Exercise>
The number of lines holding the string "flight" is all that is wanted; count them in the records below.

Data for processing>
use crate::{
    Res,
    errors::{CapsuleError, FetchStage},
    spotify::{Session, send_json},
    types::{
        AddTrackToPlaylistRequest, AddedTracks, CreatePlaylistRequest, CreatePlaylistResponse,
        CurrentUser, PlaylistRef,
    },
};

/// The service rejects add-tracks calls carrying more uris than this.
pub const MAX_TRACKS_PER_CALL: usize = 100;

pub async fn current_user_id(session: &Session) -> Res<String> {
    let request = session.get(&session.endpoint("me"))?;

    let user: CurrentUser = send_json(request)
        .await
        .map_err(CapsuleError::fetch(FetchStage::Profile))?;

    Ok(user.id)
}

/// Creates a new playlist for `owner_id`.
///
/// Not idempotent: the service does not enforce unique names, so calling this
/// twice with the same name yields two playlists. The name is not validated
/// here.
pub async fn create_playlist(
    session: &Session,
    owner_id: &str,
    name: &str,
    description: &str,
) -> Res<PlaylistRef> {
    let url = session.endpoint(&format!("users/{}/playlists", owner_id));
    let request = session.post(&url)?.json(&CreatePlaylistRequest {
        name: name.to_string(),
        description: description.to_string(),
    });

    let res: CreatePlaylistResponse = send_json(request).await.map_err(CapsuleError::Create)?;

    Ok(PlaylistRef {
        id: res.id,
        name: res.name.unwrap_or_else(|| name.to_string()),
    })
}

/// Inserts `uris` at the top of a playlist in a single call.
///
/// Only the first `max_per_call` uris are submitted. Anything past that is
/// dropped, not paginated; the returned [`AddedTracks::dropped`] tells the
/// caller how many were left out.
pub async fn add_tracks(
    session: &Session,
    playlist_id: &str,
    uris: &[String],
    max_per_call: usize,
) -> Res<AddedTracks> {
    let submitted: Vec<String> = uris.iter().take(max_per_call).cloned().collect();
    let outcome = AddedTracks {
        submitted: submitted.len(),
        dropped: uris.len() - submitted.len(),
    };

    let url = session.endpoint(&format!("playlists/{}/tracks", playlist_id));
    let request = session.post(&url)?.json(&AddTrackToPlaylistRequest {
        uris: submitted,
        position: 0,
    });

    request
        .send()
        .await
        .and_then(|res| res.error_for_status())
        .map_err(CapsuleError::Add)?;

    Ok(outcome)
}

...

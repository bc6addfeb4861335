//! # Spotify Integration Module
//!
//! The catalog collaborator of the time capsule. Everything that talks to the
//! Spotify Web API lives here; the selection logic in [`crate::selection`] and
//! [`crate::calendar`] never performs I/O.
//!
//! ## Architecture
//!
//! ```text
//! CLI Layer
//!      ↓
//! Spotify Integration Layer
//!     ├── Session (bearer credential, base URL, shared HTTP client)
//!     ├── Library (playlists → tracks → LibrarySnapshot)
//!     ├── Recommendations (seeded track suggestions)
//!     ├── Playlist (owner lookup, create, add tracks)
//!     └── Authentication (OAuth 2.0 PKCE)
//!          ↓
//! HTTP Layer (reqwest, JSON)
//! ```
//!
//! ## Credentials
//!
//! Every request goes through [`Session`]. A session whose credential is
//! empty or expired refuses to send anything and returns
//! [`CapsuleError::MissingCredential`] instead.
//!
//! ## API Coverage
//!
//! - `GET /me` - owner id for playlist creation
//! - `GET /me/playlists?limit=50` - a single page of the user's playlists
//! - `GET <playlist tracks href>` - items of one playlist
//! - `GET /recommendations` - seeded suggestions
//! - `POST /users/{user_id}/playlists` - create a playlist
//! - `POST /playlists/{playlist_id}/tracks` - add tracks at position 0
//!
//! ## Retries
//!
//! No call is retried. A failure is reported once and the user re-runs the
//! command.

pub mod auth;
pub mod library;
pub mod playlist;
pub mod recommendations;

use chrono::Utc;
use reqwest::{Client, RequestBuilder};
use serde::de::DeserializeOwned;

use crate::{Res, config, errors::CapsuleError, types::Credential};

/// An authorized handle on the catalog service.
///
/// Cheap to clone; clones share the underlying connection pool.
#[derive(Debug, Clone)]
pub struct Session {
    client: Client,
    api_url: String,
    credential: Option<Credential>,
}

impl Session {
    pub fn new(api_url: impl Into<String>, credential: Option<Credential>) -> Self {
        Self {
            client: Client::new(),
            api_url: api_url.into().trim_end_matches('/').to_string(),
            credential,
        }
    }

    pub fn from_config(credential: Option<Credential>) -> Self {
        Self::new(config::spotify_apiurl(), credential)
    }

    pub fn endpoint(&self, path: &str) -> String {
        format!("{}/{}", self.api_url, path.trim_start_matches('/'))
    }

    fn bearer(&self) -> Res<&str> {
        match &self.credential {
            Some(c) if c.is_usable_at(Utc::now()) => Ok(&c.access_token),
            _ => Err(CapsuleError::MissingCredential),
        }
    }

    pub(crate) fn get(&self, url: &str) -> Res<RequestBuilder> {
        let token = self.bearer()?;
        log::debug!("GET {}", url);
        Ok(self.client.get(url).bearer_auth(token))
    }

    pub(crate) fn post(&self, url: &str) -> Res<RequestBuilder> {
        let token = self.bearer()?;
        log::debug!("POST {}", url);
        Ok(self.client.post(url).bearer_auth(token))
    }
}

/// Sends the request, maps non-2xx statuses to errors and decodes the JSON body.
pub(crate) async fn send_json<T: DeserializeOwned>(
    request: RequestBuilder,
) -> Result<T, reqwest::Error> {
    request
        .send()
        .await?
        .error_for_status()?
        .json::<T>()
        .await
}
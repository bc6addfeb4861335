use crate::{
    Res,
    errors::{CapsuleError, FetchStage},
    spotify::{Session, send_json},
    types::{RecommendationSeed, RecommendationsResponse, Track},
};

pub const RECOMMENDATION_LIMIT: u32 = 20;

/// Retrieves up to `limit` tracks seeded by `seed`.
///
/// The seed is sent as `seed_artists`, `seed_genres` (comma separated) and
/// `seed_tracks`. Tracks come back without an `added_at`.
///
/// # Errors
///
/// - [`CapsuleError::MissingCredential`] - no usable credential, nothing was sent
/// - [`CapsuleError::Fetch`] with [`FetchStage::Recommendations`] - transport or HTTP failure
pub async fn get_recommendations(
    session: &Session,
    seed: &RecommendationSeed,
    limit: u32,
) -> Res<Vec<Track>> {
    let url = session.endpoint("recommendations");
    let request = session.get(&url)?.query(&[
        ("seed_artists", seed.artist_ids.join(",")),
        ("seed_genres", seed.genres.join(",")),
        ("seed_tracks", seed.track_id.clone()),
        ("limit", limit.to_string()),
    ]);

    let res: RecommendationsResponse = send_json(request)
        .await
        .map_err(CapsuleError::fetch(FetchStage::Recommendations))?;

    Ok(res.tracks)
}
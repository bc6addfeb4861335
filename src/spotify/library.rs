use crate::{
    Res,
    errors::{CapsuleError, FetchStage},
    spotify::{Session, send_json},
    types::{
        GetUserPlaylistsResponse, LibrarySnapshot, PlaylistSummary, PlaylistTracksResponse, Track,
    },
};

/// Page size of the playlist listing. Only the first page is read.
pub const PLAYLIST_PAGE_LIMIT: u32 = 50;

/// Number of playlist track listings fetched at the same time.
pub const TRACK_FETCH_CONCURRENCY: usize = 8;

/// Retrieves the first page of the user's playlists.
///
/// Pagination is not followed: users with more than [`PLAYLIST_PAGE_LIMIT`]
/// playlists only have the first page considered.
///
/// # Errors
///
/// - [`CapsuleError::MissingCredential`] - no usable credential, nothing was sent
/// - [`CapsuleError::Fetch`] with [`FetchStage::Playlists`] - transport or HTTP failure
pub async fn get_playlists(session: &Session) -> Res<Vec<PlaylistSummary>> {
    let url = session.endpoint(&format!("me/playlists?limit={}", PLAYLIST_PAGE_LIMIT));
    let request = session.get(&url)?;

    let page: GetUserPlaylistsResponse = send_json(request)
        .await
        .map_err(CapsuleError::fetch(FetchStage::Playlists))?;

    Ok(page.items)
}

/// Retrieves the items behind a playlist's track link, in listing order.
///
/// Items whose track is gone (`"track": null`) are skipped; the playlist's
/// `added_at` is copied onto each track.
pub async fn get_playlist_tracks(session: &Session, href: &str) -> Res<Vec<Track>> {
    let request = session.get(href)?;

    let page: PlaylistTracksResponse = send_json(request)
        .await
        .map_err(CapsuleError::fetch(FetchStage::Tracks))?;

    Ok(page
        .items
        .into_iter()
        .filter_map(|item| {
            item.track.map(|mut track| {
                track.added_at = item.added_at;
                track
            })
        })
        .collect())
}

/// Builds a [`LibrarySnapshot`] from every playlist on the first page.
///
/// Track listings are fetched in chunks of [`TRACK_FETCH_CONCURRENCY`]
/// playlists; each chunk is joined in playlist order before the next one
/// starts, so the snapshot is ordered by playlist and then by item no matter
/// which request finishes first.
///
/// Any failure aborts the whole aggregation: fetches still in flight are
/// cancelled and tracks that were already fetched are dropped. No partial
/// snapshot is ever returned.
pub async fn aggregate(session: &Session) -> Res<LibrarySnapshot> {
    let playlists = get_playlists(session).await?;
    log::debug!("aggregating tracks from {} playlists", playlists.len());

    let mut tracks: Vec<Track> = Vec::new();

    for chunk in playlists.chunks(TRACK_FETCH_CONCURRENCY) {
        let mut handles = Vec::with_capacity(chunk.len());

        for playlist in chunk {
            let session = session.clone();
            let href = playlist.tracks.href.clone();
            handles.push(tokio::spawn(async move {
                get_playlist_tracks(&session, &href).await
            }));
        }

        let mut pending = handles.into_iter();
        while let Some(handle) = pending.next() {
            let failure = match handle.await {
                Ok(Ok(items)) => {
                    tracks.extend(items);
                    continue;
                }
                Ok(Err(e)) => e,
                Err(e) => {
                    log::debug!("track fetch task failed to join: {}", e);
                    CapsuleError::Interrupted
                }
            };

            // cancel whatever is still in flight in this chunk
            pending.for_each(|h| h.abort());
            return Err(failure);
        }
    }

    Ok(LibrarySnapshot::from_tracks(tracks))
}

Response box>
2